12 December 2006

Calls for Canada to accept low skilled workers too

The Canadian Federation of Independent Business (CFIB)is calling on the Government to revise their immigration policies to allow some low-skilled and unskilled workers to settle in Canada.

The CFIB made more than 50 recommendations on how to improve immigration and minimise red tape for businesses after a study it commissioned found that in some areas of the country more than three-quarters of businesses are suffering from labour shortages.

This has forced some businesses to operate with fewer employees and turn work away due to a lack of manpower, with fears by businessmen that the shortage will worsen.
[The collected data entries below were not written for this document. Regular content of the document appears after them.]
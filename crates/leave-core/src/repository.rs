//! Storage contracts
//!
//! Every check re-reads the store; implementations must not cache accounts
//! or tokens across calls. Implementations are shared between request
//! tasks behind `Arc<dyn …>`.

use async_trait::async_trait;
use chrono::{DateTime, NaiveDate, Utc};

use crate::{
    Account, LeaveRequest, NewAccount, NewLeaveRequest, NewRefreshToken, Pagination,
    RefreshTokenRecord, Result,
};

/// Employee/user records
#[async_trait]
pub trait AccountRepository: Send + Sync {
    /// Insert a new account. Fails with `DuplicateEmail` if the email is taken.
    async fn create_account(&self, account: NewAccount) -> Result<Account>;

    async fn find_account_by_id(&self, id: i64) -> Result<Option<Account>>;

    /// Exact, case-sensitive email match
    async fn find_account_by_email(&self, email: &str) -> Result<Option<Account>>;

    /// Accounts ordered by id
    async fn list_accounts(&self, page: Pagination) -> Result<Vec<Account>>;

    /// Connectivity probe for readiness checks
    async fn ping(&self) -> bool {
        true
    }
}

/// Hashed refresh tokens
#[async_trait]
pub trait RefreshTokenRepository: Send + Sync {
    async fn insert_refresh_token(&self, token: NewRefreshToken) -> Result<RefreshTokenRecord>;

    async fn find_refresh_token(&self, token_hash: &str) -> Result<Option<RefreshTokenRecord>>;

    /// Returns whether a row was deleted
    async fn delete_refresh_token(&self, token_hash: &str) -> Result<bool>;

    /// Atomically consume a live token and store its replacement.
    ///
    /// Deletes the row matching `token_hash` only if `expires_at > now`,
    /// then inserts `replacement_hash` for the same account. Returns the
    /// new record, or `None` if nothing live was consumed. Of several
    /// concurrent calls with the same hash at most one returns `Some`.
    async fn rotate_refresh_token(
        &self,
        token_hash: &str,
        replacement_hash: &str,
        replacement_expires_at: DateTime<Utc>,
        now: DateTime<Utc>,
    ) -> Result<Option<RefreshTokenRecord>>;

    /// Delete all rows with `expires_at < now`, returning how many went
    async fn delete_expired_refresh_tokens(&self, now: DateTime<Utc>) -> Result<u64>;
}

/// Leave requests and balance bookkeeping
#[async_trait]
pub trait LeaveRepository: Send + Sync {
    async fn create_leave(&self, leave: NewLeaveRequest) -> Result<LeaveRequest>;

    async fn list_leaves_for_employee(
        &self,
        employee_id: i64,
        page: Pagination,
    ) -> Result<Vec<LeaveRequest>>;

    /// Whether an applied or approved leave intersects `[start, end]`
    async fn has_overlapping_leave(
        &self,
        employee_id: i64,
        start: NaiveDate,
        end: NaiveDate,
    ) -> Result<bool>;

    /// Approve an applied leave and deduct its days from the owner's
    /// balance in one unit. Returns the leave and the new balance.
    async fn approve_leave(&self, leave_id: i64) -> Result<(LeaveRequest, i32)>;

    async fn reject_leave(&self, leave_id: i64) -> Result<LeaveRequest>;
}
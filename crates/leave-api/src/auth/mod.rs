//! Authentication and authorization module
//!
//! This module provides the session subsystem:
//! - Password hashing with Argon2id
//! - Access token signing and verification (HS256 JWT)
//! - Opaque refresh tokens with rotation and expiry sweep
//! - Session service for registration, login, refresh and logout
//! - Guard and middleware for request authentication and role checks

pub mod guard;
pub mod jwt;
pub mod password;
pub mod refresh;
pub mod service;

pub use guard::{
    auth_middleware, bearer_token, ensure_self_or_manager, require_role, AuthorizationGuard,
    CurrentAccount,
};
pub use jwt::{Claims, TokenError, TokenSigner};
pub use password::{PasswordConfig, PasswordError, PasswordHasher};
pub use refresh::RefreshTokenStore;
pub use service::{EmployeeCreate, RefreshRequest, SessionService, TokenPair};
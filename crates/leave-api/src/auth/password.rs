/// Password hashing and verification using Argon2id
///
/// Implements salted, memory-hard password hashing:
/// - Algorithm: Argon2id (memory-hard, resistant to GPU attacks)
/// - Memory / iterations / parallelism from `AuthConfig`
/// - Salt: 16 bytes random per hash
/// - Output: PHC string, which embeds the parameters and salt
use argon2::{
    password_hash::{
        rand_core::OsRng, PasswordHash, PasswordHasher as _, PasswordVerifier, SaltString,
    },
    Argon2, Params,
};
use leave_core::AuthConfig;
use thiserror::Error;

/// Longest password accepted, in bytes
pub const MAX_PASSWORD_BYTES: usize = 1024;

/// Password hashing errors
#[derive(Debug, Error)]
pub enum PasswordError {
    /// Empty or oversized input; a caller validation problem
    #[error("Password must be between 1 and {MAX_PASSWORD_BYTES} bytes")]
    InvalidInput,

    #[error("Failed to hash password: {0}")]
    HashingFailed(String),
}

/// Password hashing configuration
///
/// Increasing memory or iterations improves security but slows down hashing.
#[derive(Debug, Clone)]
pub struct PasswordConfig {
    /// Memory cost in KiB (default: 65536 = 64 MB)
    pub memory_cost: u32,
    /// Time cost (iterations, default: 3)
    pub time_cost: u32,
    /// Parallelism (lanes, default: 4)
    pub parallelism: u32,
    /// Output length in bytes (default: 32)
    pub output_len: Option<usize>,
}

impl Default for PasswordConfig {
    fn default() -> Self {
        Self {
            memory_cost: 65536, // 64 MB
            time_cost: 3,
            parallelism: 4,
            output_len: Some(32),
        }
    }
}

impl From<&AuthConfig> for PasswordConfig {
    fn from(config: &AuthConfig) -> Self {
        Self {
            memory_cost: config.argon2_memory_kib,
            time_cost: config.argon2_iterations,
            parallelism: config.argon2_parallelism,
            ..Default::default()
        }
    }
}

impl PasswordConfig {
    /// Create Argon2 parameters from this configuration
    fn to_params(&self) -> Result<Params, PasswordError> {
        Params::new(
            self.memory_cost,
            self.time_cost,
            self.parallelism,
            self.output_len,
        )
        .map_err(|e| PasswordError::HashingFailed(e.to_string()))
    }
}

/// One-way password hasher
#[derive(Clone)]
pub struct PasswordHasher {
    argon2: Argon2<'static>,
}

impl PasswordHasher {
    /// Build a hasher, rejecting parameter sets Argon2 does not accept
    pub fn new(config: &PasswordConfig) -> Result<Self, PasswordError> {
        let params = config.to_params()?;
        Ok(Self {
            argon2: Argon2::new(argon2::Algorithm::Argon2id, argon2::Version::V0x13, params),
        })
    }

    /// Hash a plaintext password.
    ///
    /// Every call uses a fresh random salt, so hashing the same password
    /// twice yields different strings that both verify.
    pub fn hash(&self, password: &str) -> Result<String, PasswordError> {
        if password.is_empty() || password.len() > MAX_PASSWORD_BYTES {
            return Err(PasswordError::InvalidInput);
        }

        let salt = SaltString::generate(&mut OsRng);
        let password_hash = self
            .argon2
            .hash_password(password.as_bytes(), &salt)
            .map_err(|e| PasswordError::HashingFailed(e.to_string()))?;

        Ok(password_hash.to_string())
    }

    /// Verify a plaintext password against a stored PHC hash.
    ///
    /// Returns false on mismatch and on a malformed stored hash. The
    /// parameters embedded in `hashed` are used, not this hasher's.
    pub fn verify(&self, password: &str, hashed: &str) -> bool {
        let Ok(parsed_hash) = PasswordHash::new(hashed) else {
            return false;
        };

        self.argon2
            .verify_password(password.as_bytes(), &parsed_hash)
            .is_ok()
    }
}
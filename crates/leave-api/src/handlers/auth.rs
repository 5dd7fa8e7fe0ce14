//! Authentication API handlers
//!
//! Registration, password login, token refresh and logout. None of these
//! require an access token.
//!
//! Author: hephaex@gmail.com

use crate::audit::ClientInfo;
use crate::auth::{EmployeeCreate, RefreshRequest, TokenPair};
use crate::error::AppError;
use crate::extract::{ApiForm, ApiJson};
use crate::handlers::employees::EmployeeOut;
use crate::state::AppState;
use axum::{
    extract::State,
    http::{HeaderMap, StatusCode},
    response::IntoResponse,
    Json,
};
use leave_core::Role;
use serde::{Deserialize, Serialize};
use std::sync::Arc;
use utoipa::ToSchema;

/// OAuth2 password-grant style login form
#[derive(Debug, Clone, Deserialize, ToSchema)]
pub struct LoginForm {
    /// Account email
    pub username: String,
    pub password: String,
}

/// Logout response
#[derive(Debug, Serialize, Deserialize, ToSchema)]
pub struct LogoutResponse {
    pub message: String,
}

/// Register a new employee account
///
/// Self-registration always creates an `employee`; any `role` in the body
/// is ignored.
///
/// # Responses
///
/// * `201 Created` - Account created
/// * `400 Bad Request` - Invalid input or email already exists
#[utoipa::path(
    post,
    path = "/auth/register",
    tag = "auth",
    request_body = EmployeeCreate,
    responses(
        (status = 201, description = "Account registered", body = EmployeeOut),
        (status = 400, description = "Invalid input", body = crate::error::ApiError),
        (status = 500, description = "Internal server error", body = crate::error::ApiError),
    )
)]
pub async fn register_handler(
    State(state): State<Arc<AppState>>,
    headers: HeaderMap,
    ApiJson(request): ApiJson<EmployeeCreate>,
) -> Result<impl IntoResponse, AppError> {
    let client = ClientInfo::from_headers(&headers);
    let account = state
        .sessions
        .register(request, Role::Employee, &client)
        .await?;

    Ok((StatusCode::CREATED, Json(EmployeeOut::from(account))))
}

/// Login with email and password
///
/// Takes a form body (`username`, `password`). Any failure is the same
/// 401 "Invalid Credentials".
#[utoipa::path(
    post,
    path = "/auth/token",
    tag = "auth",
    request_body(content = LoginForm, content_type = "application/x-www-form-urlencoded"),
    responses(
        (status = 200, description = "Login successful", body = TokenPair),
        (status = 401, description = "Invalid credentials", body = crate::error::ApiError),
        (status = 500, description = "Internal server error", body = crate::error::ApiError),
    )
)]
pub async fn login_handler(
    State(state): State<Arc<AppState>>,
    headers: HeaderMap,
    ApiForm(form): ApiForm<LoginForm>,
) -> Result<Json<TokenPair>, AppError> {
    let client = ClientInfo::from_headers(&headers);
    let pair = state
        .sessions
        .login(&form.username, &form.password, &client)
        .await?;

    Ok(Json(pair))
}

/// Exchange a refresh token for a new token pair
///
/// The presented refresh token is revoked; the response carries its
/// replacement.
#[utoipa::path(
    post,
    path = "/auth/refresh",
    tag = "auth",
    request_body = RefreshRequest,
    responses(
        (status = 200, description = "Tokens rotated", body = TokenPair),
        (status = 401, description = "Invalid or expired refresh token", body = crate::error::ApiError),
        (status = 500, description = "Internal server error", body = crate::error::ApiError),
    )
)]
pub async fn refresh_handler(
    State(state): State<Arc<AppState>>,
    headers: HeaderMap,
    ApiJson(request): ApiJson<RefreshRequest>,
) -> Result<Json<TokenPair>, AppError> {
    let client = ClientInfo::from_headers(&headers);
    let pair = state
        .sessions
        .refresh(&request.refresh_token, &client)
        .await?;

    Ok(Json(pair))
}

/// Revoke a refresh token
#[utoipa::path(
    post,
    path = "/auth/logout",
    tag = "auth",
    request_body = RefreshRequest,
    responses(
        (status = 200, description = "Logout successful", body = LogoutResponse),
        (status = 401, description = "Invalid refresh token", body = crate::error::ApiError),
        (status = 500, description = "Internal server error", body = crate::error::ApiError),
    )
)]
pub async fn logout_handler(
    State(state): State<Arc<AppState>>,
    headers: HeaderMap,
    ApiJson(request): ApiJson<RefreshRequest>,
) -> Result<Json<LogoutResponse>, AppError> {
    let client = ClientInfo::from_headers(&headers);
    state
        .sessions
        .logout(&request.refresh_token, &client)
        .await?;

    Ok(Json(LogoutResponse {
        message: "Logged out successfully".to_string(),
    }))
}

#[cfg(test)]
mod tests {
    use super::*;

    #[test]
    fn test_login_form_ignores_extra_oauth_fields() {
        let form: LoginForm = serde_json::from_value(serde_json::json!({
            "grant_type": "password",
            "username": "a@b.com",
            "password": "p",
            "scope": "",
        }))
        .unwrap();
        assert_eq!(form.username, "a@b.com");
        assert_eq!(form.password, "p");
    }

    #[test]
    fn test_logout_response_serialization() {
        let response = LogoutResponse {
            message: "Logged out successfully".to_string(),
        };

        let json = serde_json::to_string(&response).unwrap();
        assert_eq!(json, r#"{"message":"Logged out successfully"}"#);
    }
}
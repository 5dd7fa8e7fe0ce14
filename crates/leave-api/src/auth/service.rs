//! Session service layer
//!
//! Registration, login, refresh with rotation, and logout. Every path
//! that rejects a caller does so with one fixed error per operation so
//! clients cannot tell which check failed.

use std::sync::Arc;

use chrono::{Duration, NaiveDate};
use leave_core::{
    Account, AccountRepository, AppConfig, LeaveError, NewAccount, RefreshTokenRepository, Role,
};
use serde::{Deserialize, Serialize};
use utoipa::ToSchema;
use validator::Validate;

use super::jwt::TokenSigner;
use super::password::{PasswordConfig, PasswordError, PasswordHasher};
use super::refresh::RefreshTokenStore;
use crate::audit::{audit_log, AuditEvent, ClientInfo};
use crate::error::{AppError, AuthError};

/// Hashed at startup and verified against when the email is unknown
const DUMMY_PASSWORD: &str = "dummy-password-for-timing";

/// Account creation request, used by self-registration and by managers
#[derive(Debug, Clone, Serialize, Deserialize, Validate, ToSchema)]
pub struct EmployeeCreate {
    #[validate(length(min = 1, max = 100))]
    pub name: String,
    #[validate(email)]
    pub email: String,
    #[validate(length(min = 1, max = 100))]
    pub department: String,
    pub joining_date: NaiveDate,
    #[validate(length(min = 1, max = 1024))]
    pub password: String,
    /// Ignored by self-registration, which always creates employees
    #[serde(default)]
    pub role: Role,
}

/// Refresh/logout request body
#[derive(Debug, Clone, Serialize, Deserialize, ToSchema)]
pub struct RefreshRequest {
    pub refresh_token: String,
}

/// Access and refresh token pair
#[derive(Debug, Clone, Serialize, Deserialize, ToSchema)]
pub struct TokenPair {
    pub access_token: String,
    pub refresh_token: String,
    /// Always "bearer"
    pub token_type: String,
}

/// Session service
#[derive(Clone)]
pub struct SessionService {
    accounts: Arc<dyn AccountRepository>,
    hasher: PasswordHasher,
    signer: TokenSigner,
    refresh_tokens: RefreshTokenStore,
    access_ttl: Duration,
    default_balance: i32,
    dummy_hash: Arc<str>,
}

impl SessionService {
    /// Build the service from configuration.
    ///
    /// Fails only if the configured Argon2 parameters are unusable.
    pub fn new(
        config: &AppConfig,
        accounts: Arc<dyn AccountRepository>,
        tokens: Arc<dyn RefreshTokenRepository>,
    ) -> Result<Self, PasswordError> {
        let hasher = PasswordHasher::new(&PasswordConfig::from(&config.auth))?;
        let dummy_hash = hasher.hash(DUMMY_PASSWORD)?;

        Ok(Self {
            refresh_tokens: RefreshTokenStore::new(
                tokens,
                accounts.clone(),
                config.auth.refresh_token_ttl(),
            ),
            accounts,
            hasher,
            signer: TokenSigner::from_config(&config.auth),
            access_ttl: config.auth.access_token_ttl(),
            default_balance: config.leave.default_balance,
            dummy_hash: dummy_hash.into(),
        })
    }

    pub fn signer(&self) -> &TokenSigner {
        &self.signer
    }

    pub fn refresh_tokens(&self) -> &RefreshTokenStore {
        &self.refresh_tokens
    }

    /// Create an account with `role` and the configured default balance
    pub async fn register(
        &self,
        request: EmployeeCreate,
        role: Role,
        client: &ClientInfo,
    ) -> Result<Account, AppError> {
        if let Err(e) = request.validate() {
            audit_log(&AuditEvent::RegistrationFailure {
                email: request.email.clone(),
                reason: e.to_string(),
                ip_address: client.ip_address.clone(),
                user_agent: client.user_agent.clone(),
            });
            return Err(e.into());
        }

        let password_hash = self.hash_password(request.password).await?;

        let created = self
            .accounts
            .create_account(NewAccount {
                name: request.name,
                email: request.email.clone(),
                department: request.department,
                joining_date: request.joining_date,
                leave_balance: self.default_balance,
                password_hash,
                role,
            })
            .await;

        match created {
            Ok(account) => {
                audit_log(&AuditEvent::RegistrationSuccess {
                    account_id: account.id,
                    email: account.email.clone(),
                    role: account.role.to_string(),
                    ip_address: client.ip_address.clone(),
                    user_agent: client.user_agent.clone(),
                });
                Ok(account)
            }
            Err(e) => {
                if matches!(e, LeaveError::DuplicateEmail) {
                    audit_log(&AuditEvent::RegistrationFailure {
                        email: request.email,
                        reason: e.to_string(),
                        ip_address: client.ip_address.clone(),
                        user_agent: client.user_agent.clone(),
                    });
                }
                Err(e.into())
            }
        }
    }

    /// Exchange email and password for a token pair.
    ///
    /// Unknown email, wrong password, and inactive account all fail with
    /// `InvalidCredentials` after exactly one password verification.
    pub async fn login(
        &self,
        email: &str,
        password: &str,
        client: &ClientInfo,
    ) -> Result<TokenPair, AppError> {
        let account = self.accounts.find_account_by_email(email).await?;

        let (stored_hash, account) = match account {
            Some(account) => (account.password_hash.clone(), Some(account)),
            None => (self.dummy_hash.to_string(), None),
        };
        let password_ok = self
            .verify_password(password.to_string(), stored_hash)
            .await?;

        let reason = match &account {
            None => Some("unknown email"),
            Some(_) if !password_ok => Some("wrong password"),
            Some(account) if !account.is_active => Some("inactive account"),
            Some(_) => None,
        };

        let account = match (reason, account) {
            (None, Some(account)) => account,
            (reason, _) => {
                audit_log(&AuditEvent::LoginFailure {
                    email: email.to_string(),
                    reason: reason.unwrap_or("unknown email").to_string(),
                    ip_address: client.ip_address.clone(),
                    user_agent: client.user_agent.clone(),
                });
                return Err(AuthError::InvalidCredentials.into());
            }
        };

        let access_token = self.issue_access_token(&account)?;
        let refresh_token = self.refresh_tokens.issue_and_store(account.id).await?;

        audit_log(&AuditEvent::LoginSuccess {
            account_id: account.id,
            email: account.email.clone(),
            ip_address: client.ip_address.clone(),
            user_agent: client.user_agent.clone(),
        });

        Ok(TokenPair::bearer(access_token, refresh_token))
    }

    /// Rotate a refresh token into a fresh pair.
    ///
    /// The presented token is consumed whether or not the owner is still
    /// active, so a replay always fails.
    pub async fn refresh(&self, raw: &str, client: &ClientInfo) -> Result<TokenPair, AppError> {
        let reject = |reason: &str| {
            audit_log(&AuditEvent::RefreshRejected {
                reason: reason.to_string(),
                ip_address: client.ip_address.clone(),
                user_agent: client.user_agent.clone(),
            });
            AppError::from(AuthError::InvalidOrExpired)
        };

        let Some((account, refresh_token)) = self.refresh_tokens.rotate(raw).await? else {
            return Err(reject("unknown, expired or already used token"));
        };

        if !account.is_active {
            self.refresh_tokens.revoke(&refresh_token).await?;
            return Err(reject("inactive account"));
        }

        let access_token = self.issue_access_token(&account)?;

        audit_log(&AuditEvent::TokenRefresh {
            account_id: account.id,
            email: account.email.clone(),
            ip_address: client.ip_address.clone(),
            user_agent: client.user_agent.clone(),
        });

        Ok(TokenPair::bearer(access_token, refresh_token))
    }

    /// Revoke a refresh token. Unknown tokens fail with `InvalidRefreshToken`.
    pub async fn logout(&self, raw: &str, client: &ClientInfo) -> Result<(), AppError> {
        let revoked = self.refresh_tokens.revoke(raw).await?;

        audit_log(&AuditEvent::Logout {
            revoked,
            ip_address: client.ip_address.clone(),
        });

        if revoked {
            Ok(())
        } else {
            Err(AuthError::InvalidRefreshToken.into())
        }
    }

    fn issue_access_token(&self, account: &Account) -> Result<String, AppError> {
        self.signer
            .issue(&account.email, account.role, self.access_ttl)
            .map_err(|e| AppError::Internal(format!("Failed to issue access token: {e}")))
    }

    async fn hash_password(&self, password: String) -> Result<String, AppError> {
        let hasher = self.hasher.clone();
        let hashed = tokio::task::spawn_blocking(move || hasher.hash(&password))
            .await
            .map_err(|e| AppError::Internal(format!("Password hashing task failed: {e}")))??;
        Ok(hashed)
    }

    async fn verify_password(&self, password: String, hashed: String) -> Result<bool, AppError> {
        let hasher = self.hasher.clone();
        tokio::task::spawn_blocking(move || hasher.verify(&password, &hashed))
            .await
            .map_err(|e| AppError::Internal(format!("Password verification task failed: {e}")))
    }
}
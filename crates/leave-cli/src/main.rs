//! Leave CLI - administrative commands
//!
//! Usage:
//!   leave migrate
//!   leave create-manager --name <name> --email <email> --department <dept> --joining-date <YYYY-MM-DD> --password <password>
//!   leave sweep-tokens

use anyhow::Context;
use chrono::{NaiveDate, Utc};
use clap::{Parser, Subcommand};
use leave_api::auth::{PasswordConfig, PasswordHasher};
use leave_core::{AccountRepository, AppConfig, NewAccount, PgStore, RefreshTokenRepository, Role};

#[derive(Parser)]
#[command(name = "leave")]
#[command(about = "Leave manager administration CLI")]
#[command(version)]
struct Cli {
    /// TOML config file; environment variables override it
    #[arg(long, global = true)]
    config: Option<String>,

    #[command(subcommand)]
    command: Commands,
}

#[derive(Subcommand)]
enum Commands {
    /// Apply database migrations
    Migrate,
    /// Create a manager account (self-registration only creates employees)
    CreateManager {
        #[arg(long)]
        name: String,
        #[arg(long)]
        email: String,
        #[arg(long)]
        department: String,
        /// Joining date, YYYY-MM-DD
        #[arg(long)]
        joining_date: NaiveDate,
        #[arg(long)]
        password: String,
    },
    /// Delete expired refresh tokens once
    SweepTokens,
}

fn load_config(path: Option<String>) -> anyhow::Result<AppConfig> {
    let config = match path {
        Some(path) => AppConfig::from_file(path)?.with_env_override()?,
        None => AppConfig::from_env()?,
    };
    config.validate()?;
    Ok(config)
}

#[tokio::main]
async fn main() -> anyhow::Result<()> {
    tracing_subscriber::fmt::init();

    let cli = Cli::parse();
    let config = load_config(cli.config)?;

    let store = PgStore::new(&config.database.url, 2)
        .await
        .context("connecting to database")?;

    match cli.command {
        Commands::Migrate => {
            store.migrate().await?;
            println!("Migrations applied");
        }
        Commands::CreateManager {
            name,
            email,
            department,
            joining_date,
            password,
        } => {
            let hasher = PasswordHasher::new(&PasswordConfig::from(&config.auth))?;
            let password_hash = hasher.hash(&password)?;

            let account = store
                .create_account(NewAccount {
                    name,
                    email,
                    department,
                    joining_date,
                    leave_balance: config.leave.default_balance,
                    password_hash,
                    role: Role::Manager,
                })
                .await?;
            tracing::info!(account_id = account.id, email = %account.email, "Manager created");
            println!("Created manager {} ({})", account.id, account.email);
        }
        Commands::SweepTokens => {
            let removed = store.delete_expired_refresh_tokens(Utc::now()).await?;
            println!("Removed {removed} expired refresh tokens");
        }
    }

    Ok(())
}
In its report, Immigration and Small Business: Ideas to Better Respond to Canada's Skills and Labour Shortage, it reveals 91 per cent of small and medium enterprise labour shortages are in non-professional categories, while 65 per cent of economic immigrants are in the professional category.

Allowing low-skilled workers the opportunity to become a permanent resident would be especially effective in helping solve the labour shortage the report argued, as well as making it easier for temporary foreign workers to attain permanent residency.

"The jobs that Canadian employers have in most short supply -- particularly small- and medium-sized firms -- are in that medium-skilled category, in the trades and, increasingly in provinces like this, at the entry level, and the immigration system is not at all geared to bridge that gap," Dan Kelly, CFIB vice-president for Western Canada, told the Chapel Hill News.